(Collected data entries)
------------------------------------------------------------------------
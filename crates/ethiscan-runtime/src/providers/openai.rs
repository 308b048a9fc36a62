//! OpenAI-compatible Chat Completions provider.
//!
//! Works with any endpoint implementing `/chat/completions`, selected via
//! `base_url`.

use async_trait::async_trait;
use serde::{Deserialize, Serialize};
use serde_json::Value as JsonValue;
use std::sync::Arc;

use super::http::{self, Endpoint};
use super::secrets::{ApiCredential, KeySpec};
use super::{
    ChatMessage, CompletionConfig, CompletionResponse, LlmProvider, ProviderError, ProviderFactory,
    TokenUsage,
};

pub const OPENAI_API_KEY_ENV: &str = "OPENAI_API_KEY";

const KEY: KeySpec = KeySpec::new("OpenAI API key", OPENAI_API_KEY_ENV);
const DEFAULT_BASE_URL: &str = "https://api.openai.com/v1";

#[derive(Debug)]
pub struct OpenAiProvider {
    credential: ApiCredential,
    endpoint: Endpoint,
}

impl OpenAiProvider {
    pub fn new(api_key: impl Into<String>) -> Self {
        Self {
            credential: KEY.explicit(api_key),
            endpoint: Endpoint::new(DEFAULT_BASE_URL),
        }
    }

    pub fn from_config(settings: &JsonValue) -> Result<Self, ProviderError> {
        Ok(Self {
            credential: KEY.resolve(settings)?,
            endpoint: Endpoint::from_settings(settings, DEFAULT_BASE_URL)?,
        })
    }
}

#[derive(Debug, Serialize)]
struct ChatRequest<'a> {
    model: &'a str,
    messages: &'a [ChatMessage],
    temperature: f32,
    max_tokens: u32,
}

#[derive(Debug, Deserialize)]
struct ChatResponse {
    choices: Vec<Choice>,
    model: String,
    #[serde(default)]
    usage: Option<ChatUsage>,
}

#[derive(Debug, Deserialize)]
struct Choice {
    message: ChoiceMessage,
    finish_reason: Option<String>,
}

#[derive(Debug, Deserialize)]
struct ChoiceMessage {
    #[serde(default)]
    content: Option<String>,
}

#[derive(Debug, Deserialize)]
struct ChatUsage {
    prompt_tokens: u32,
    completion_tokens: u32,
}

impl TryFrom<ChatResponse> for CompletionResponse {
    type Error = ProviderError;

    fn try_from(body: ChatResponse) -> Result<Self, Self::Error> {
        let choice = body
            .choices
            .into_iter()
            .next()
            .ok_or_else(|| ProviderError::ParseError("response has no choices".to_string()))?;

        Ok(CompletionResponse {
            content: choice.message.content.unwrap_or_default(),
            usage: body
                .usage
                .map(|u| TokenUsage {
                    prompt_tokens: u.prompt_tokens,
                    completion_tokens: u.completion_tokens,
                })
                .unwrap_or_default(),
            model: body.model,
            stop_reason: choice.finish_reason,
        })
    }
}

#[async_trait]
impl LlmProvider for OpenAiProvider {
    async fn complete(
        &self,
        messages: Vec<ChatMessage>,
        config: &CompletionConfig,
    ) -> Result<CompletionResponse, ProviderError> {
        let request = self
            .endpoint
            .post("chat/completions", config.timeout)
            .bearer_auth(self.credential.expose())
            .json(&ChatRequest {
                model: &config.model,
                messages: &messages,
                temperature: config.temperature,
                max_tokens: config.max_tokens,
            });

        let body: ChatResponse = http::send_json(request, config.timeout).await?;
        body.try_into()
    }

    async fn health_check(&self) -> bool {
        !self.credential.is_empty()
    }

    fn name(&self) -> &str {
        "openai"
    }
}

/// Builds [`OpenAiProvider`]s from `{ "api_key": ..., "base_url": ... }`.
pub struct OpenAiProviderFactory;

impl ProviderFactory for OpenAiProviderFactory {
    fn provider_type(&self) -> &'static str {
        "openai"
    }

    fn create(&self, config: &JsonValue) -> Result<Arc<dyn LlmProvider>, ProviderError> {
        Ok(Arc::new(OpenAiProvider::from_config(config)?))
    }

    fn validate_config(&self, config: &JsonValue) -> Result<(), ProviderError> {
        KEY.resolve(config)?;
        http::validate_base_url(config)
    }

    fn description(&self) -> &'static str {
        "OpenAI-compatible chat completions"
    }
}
------------------------------------------------------------------------
#### PROBLEM DESCRIPTION:
Lines with the word "ChatRequest" in them should be copied from the preceding records.

#### ANSWER TO THIS TASK:
struct ChatRequest<'a> {
            .json(&ChatRequest {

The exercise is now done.